Listed records: Begin

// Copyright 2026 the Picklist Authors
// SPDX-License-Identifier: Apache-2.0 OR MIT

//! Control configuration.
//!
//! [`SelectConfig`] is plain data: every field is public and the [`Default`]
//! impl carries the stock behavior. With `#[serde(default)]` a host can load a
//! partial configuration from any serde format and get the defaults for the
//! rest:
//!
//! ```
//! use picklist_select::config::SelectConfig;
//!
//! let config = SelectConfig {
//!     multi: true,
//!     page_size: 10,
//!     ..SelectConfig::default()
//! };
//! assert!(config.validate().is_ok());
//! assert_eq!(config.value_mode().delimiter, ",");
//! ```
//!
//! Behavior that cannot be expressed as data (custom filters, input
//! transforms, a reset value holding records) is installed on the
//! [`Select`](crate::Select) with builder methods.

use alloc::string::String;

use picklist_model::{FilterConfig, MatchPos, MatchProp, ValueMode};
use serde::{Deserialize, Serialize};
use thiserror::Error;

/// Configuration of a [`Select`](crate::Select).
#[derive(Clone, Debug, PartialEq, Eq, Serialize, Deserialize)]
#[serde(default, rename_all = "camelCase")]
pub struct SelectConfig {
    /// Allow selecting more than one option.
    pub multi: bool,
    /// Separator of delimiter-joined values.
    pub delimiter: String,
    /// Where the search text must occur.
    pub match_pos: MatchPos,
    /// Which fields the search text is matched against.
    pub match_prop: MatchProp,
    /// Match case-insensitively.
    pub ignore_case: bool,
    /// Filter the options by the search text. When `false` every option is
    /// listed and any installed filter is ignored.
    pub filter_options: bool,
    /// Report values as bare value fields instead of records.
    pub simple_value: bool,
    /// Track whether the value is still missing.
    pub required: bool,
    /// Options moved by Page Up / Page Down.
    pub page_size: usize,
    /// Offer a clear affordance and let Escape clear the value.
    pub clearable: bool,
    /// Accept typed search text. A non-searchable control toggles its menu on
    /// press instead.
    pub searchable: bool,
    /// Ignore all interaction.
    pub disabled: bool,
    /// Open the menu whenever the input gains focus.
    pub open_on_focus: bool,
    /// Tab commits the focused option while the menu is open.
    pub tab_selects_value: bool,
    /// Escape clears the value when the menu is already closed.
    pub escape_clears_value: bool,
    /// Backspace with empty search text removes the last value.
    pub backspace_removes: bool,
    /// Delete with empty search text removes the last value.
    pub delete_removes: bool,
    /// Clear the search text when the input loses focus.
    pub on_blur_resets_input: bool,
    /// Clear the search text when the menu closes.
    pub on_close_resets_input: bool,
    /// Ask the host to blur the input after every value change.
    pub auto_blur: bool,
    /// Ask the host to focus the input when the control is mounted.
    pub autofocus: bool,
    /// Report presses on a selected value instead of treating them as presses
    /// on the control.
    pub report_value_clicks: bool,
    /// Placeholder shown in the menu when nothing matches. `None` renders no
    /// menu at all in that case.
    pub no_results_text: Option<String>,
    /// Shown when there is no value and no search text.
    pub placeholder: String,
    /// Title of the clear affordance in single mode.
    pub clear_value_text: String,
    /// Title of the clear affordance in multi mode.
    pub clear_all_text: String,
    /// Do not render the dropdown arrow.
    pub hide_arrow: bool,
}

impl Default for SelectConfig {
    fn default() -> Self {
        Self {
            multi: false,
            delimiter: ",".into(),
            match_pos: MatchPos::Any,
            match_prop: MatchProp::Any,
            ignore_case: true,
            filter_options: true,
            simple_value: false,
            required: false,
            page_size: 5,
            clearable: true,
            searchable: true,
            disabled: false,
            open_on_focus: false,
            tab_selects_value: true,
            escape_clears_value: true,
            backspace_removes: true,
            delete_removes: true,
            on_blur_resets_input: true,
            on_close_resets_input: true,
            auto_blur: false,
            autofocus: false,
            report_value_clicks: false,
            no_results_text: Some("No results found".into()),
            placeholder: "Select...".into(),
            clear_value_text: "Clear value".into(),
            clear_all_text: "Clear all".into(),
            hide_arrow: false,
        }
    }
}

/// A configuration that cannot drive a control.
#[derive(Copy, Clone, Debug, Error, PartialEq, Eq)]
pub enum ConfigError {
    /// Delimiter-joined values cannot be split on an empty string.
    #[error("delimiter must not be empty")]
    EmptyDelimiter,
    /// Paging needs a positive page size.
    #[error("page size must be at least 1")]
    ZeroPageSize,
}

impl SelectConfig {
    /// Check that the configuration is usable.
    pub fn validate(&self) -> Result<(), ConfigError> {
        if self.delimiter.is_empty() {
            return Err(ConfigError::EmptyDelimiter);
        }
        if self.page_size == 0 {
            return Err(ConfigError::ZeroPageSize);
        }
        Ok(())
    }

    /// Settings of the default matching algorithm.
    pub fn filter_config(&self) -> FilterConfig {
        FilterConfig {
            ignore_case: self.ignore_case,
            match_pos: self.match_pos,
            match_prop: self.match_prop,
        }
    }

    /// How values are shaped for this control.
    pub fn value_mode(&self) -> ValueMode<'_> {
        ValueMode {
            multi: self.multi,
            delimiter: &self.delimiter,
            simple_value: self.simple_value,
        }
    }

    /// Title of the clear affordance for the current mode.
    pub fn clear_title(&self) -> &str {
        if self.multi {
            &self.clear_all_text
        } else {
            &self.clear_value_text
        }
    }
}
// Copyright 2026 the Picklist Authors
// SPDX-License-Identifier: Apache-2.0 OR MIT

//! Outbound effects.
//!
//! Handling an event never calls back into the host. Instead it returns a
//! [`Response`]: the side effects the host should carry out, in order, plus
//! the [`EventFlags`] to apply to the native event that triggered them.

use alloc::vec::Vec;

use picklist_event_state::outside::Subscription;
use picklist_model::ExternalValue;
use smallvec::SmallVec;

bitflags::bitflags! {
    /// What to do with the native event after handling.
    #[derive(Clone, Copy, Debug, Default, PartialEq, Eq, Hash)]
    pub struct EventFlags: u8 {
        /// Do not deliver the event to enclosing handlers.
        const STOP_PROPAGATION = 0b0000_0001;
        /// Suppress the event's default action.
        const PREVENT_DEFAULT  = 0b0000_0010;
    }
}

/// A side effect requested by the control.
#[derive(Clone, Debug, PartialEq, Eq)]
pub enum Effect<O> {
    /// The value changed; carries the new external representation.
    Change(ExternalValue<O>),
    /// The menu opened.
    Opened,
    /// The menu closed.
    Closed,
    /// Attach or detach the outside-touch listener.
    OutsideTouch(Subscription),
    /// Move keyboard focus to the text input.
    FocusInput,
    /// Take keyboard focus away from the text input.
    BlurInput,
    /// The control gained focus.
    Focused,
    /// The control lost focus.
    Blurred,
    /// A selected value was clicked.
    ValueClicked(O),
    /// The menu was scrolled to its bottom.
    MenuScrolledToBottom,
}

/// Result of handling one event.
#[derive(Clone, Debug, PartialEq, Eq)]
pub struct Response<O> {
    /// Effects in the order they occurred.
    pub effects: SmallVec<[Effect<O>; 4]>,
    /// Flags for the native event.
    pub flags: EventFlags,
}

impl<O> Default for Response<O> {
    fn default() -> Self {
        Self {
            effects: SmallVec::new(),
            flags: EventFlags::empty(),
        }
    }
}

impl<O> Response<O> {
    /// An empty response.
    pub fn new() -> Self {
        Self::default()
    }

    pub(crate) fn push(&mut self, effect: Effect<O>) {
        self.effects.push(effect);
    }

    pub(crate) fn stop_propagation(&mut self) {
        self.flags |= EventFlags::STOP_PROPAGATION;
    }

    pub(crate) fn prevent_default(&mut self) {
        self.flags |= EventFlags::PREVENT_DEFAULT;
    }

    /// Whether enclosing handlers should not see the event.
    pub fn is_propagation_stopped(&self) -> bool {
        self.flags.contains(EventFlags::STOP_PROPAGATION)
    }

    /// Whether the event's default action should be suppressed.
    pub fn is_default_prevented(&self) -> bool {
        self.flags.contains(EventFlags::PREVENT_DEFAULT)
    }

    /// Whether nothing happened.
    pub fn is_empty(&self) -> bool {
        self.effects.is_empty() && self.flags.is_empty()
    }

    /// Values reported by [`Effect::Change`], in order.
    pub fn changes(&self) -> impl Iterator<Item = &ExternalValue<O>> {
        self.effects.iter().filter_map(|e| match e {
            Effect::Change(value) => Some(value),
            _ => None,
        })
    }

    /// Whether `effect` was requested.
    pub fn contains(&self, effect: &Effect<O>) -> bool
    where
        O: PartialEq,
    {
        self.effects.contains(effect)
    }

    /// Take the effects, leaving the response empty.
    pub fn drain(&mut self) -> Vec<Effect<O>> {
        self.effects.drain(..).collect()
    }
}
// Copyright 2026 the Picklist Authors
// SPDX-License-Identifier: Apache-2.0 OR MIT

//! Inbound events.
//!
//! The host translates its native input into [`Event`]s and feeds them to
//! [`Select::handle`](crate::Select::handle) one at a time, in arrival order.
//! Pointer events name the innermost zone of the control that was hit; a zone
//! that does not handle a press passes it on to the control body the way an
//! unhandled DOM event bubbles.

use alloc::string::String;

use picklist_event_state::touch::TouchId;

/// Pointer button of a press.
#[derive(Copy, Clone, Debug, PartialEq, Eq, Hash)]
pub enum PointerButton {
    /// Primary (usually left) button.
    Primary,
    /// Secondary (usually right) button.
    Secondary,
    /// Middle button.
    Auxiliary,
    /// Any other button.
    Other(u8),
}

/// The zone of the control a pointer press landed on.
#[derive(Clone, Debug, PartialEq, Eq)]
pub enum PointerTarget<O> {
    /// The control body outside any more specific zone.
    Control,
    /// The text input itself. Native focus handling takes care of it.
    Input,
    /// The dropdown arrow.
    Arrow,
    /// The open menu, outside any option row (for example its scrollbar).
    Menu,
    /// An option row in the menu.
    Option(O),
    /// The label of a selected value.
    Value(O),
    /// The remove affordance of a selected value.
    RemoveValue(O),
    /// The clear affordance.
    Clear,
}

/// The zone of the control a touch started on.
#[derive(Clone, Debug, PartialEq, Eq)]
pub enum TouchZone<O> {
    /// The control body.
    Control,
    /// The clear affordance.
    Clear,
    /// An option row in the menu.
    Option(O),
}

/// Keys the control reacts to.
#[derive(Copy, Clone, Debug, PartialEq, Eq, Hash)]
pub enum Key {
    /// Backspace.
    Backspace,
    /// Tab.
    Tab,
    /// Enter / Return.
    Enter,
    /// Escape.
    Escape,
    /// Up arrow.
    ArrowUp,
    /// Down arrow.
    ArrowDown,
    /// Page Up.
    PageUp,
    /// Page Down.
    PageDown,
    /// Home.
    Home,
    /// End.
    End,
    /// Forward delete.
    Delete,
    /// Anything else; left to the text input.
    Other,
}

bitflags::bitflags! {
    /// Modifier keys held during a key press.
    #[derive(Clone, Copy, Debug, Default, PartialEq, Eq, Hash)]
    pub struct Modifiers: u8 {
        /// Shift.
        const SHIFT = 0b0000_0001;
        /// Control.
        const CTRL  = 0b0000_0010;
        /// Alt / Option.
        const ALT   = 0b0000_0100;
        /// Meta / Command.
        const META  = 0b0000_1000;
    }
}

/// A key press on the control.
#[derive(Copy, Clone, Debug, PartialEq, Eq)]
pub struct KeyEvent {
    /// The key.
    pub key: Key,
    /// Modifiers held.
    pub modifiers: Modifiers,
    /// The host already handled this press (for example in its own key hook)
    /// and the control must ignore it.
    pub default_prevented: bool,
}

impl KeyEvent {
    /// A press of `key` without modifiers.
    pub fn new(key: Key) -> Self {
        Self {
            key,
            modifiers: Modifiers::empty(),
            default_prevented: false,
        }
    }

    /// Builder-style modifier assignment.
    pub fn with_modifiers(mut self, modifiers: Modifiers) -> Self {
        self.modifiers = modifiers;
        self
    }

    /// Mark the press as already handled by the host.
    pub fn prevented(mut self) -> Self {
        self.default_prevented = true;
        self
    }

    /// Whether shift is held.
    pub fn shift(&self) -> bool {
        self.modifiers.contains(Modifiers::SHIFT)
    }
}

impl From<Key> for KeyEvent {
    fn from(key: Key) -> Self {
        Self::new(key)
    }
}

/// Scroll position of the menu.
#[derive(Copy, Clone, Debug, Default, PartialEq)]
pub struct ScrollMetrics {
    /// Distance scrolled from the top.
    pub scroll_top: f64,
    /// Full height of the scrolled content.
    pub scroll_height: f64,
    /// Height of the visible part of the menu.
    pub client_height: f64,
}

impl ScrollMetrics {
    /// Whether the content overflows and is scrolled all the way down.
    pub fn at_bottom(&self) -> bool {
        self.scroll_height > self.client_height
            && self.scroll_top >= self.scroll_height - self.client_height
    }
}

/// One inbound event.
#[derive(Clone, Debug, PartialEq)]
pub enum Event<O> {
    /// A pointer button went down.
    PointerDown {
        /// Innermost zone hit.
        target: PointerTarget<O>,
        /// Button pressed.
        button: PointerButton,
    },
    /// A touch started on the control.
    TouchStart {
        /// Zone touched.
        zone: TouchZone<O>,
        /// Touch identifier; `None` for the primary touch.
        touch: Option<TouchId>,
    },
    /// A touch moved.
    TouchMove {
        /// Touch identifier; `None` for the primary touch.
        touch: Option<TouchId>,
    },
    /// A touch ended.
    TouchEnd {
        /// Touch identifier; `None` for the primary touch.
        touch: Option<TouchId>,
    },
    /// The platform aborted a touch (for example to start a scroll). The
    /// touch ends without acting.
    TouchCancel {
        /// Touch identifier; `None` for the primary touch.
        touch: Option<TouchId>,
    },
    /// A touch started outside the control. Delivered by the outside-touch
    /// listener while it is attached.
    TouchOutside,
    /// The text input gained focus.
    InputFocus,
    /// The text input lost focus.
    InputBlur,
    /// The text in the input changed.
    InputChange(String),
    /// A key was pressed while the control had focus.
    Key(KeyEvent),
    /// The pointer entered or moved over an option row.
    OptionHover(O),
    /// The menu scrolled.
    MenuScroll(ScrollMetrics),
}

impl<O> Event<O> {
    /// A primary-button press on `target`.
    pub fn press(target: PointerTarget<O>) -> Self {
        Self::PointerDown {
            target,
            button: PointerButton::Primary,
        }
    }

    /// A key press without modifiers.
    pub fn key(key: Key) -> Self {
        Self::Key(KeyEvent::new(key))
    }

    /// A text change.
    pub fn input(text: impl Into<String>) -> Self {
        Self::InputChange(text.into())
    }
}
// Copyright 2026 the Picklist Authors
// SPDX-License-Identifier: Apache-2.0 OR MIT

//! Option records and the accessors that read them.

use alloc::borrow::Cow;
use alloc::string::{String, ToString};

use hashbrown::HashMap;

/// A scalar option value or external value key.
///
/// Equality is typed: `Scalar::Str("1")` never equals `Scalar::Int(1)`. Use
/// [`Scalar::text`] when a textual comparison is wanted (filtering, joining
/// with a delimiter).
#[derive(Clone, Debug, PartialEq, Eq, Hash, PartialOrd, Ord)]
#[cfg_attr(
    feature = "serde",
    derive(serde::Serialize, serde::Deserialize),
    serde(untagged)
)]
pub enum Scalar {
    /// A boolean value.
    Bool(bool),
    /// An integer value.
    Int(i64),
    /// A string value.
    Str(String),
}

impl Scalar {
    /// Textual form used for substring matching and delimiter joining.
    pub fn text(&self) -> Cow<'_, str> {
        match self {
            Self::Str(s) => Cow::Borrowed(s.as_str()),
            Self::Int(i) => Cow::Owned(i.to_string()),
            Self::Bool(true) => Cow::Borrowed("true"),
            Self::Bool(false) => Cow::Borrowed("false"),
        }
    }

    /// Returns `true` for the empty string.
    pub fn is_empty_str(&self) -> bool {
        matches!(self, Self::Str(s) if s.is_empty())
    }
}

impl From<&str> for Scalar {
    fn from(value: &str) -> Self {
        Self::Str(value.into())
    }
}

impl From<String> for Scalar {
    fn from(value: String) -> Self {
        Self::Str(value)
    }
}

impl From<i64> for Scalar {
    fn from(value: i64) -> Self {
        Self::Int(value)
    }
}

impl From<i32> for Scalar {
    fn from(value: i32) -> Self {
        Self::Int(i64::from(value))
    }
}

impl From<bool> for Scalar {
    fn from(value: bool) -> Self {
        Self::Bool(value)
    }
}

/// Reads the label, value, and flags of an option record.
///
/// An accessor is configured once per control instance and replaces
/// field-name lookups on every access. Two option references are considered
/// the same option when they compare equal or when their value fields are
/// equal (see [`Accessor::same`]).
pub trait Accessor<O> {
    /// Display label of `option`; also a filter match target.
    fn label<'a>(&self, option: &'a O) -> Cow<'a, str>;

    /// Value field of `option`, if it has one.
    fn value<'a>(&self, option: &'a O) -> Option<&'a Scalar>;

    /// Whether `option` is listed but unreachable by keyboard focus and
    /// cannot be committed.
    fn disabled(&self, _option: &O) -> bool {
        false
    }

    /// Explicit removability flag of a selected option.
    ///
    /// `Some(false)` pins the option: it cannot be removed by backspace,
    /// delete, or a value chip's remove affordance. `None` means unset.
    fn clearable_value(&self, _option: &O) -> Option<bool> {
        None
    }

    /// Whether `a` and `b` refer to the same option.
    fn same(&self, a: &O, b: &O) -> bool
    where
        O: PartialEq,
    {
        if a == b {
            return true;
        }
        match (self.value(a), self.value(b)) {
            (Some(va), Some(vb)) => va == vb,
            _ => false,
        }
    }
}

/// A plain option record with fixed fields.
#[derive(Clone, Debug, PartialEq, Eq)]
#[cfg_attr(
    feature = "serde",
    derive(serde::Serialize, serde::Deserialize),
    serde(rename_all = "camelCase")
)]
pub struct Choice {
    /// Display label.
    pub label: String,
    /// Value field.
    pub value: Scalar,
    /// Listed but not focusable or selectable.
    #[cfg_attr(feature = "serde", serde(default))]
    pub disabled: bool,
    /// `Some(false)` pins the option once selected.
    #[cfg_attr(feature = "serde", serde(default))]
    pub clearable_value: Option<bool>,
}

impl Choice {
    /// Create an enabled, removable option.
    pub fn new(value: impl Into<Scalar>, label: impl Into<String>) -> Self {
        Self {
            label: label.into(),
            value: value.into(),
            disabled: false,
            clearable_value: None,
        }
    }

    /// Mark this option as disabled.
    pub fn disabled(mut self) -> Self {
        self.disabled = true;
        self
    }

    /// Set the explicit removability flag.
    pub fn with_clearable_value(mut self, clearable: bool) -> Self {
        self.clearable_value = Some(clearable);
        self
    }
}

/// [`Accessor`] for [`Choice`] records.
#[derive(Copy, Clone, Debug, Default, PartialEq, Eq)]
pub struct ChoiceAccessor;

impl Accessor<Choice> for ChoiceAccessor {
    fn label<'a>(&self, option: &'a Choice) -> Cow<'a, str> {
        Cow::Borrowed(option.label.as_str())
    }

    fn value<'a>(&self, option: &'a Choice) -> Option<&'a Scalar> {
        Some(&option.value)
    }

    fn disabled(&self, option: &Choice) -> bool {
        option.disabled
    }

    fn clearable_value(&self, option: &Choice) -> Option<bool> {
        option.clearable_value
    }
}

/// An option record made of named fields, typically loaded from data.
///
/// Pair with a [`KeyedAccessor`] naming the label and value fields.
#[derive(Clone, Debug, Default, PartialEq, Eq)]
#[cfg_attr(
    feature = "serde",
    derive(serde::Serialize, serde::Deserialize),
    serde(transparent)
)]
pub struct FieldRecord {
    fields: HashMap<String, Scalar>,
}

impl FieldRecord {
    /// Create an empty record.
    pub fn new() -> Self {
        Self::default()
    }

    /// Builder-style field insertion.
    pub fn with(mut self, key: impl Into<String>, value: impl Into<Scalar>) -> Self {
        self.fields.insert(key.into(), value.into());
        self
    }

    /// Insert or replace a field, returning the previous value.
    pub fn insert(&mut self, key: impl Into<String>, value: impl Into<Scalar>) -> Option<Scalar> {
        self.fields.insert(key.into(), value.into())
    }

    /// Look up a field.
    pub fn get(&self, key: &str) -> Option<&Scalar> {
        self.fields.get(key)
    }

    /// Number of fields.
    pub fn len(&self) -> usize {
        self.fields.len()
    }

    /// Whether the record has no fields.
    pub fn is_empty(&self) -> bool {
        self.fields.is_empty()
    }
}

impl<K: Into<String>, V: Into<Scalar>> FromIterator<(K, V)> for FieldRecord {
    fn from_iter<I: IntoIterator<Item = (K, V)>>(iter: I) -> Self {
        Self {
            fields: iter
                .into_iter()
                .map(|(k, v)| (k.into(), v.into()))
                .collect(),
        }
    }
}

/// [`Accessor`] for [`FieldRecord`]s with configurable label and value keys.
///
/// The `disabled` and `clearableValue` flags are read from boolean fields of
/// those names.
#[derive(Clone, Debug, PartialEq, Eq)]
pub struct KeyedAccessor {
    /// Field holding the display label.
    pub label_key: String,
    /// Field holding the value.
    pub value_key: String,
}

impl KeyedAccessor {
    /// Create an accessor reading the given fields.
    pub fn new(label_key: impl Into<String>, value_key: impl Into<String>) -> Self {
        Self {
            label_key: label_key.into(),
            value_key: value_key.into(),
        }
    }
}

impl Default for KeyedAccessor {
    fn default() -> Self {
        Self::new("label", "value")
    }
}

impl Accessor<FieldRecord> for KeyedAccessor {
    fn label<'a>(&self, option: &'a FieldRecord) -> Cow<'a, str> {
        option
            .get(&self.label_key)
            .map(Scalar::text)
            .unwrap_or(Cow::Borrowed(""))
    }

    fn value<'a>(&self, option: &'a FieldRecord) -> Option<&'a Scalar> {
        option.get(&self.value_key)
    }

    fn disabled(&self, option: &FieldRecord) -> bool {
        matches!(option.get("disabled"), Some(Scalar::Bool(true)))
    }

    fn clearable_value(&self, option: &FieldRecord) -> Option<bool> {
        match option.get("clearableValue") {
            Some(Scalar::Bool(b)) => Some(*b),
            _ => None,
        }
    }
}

Listed records: End

■ Instructions for the task
Look through the entries, and return every line that the word "affordance" appears in.

■ Solution for this problem
    /// Offer a clear affordance and let Escape clear the value.
    /// Title of the clear affordance in single mode.
    /// Title of the clear affordance in multi mode.
    /// Title of the clear affordance for the current mode.
    /// The remove affordance of a selected value.
    /// The clear affordance.
    /// The clear affordance.
    /// delete, or a value chip's remove affordance. `None` means unset.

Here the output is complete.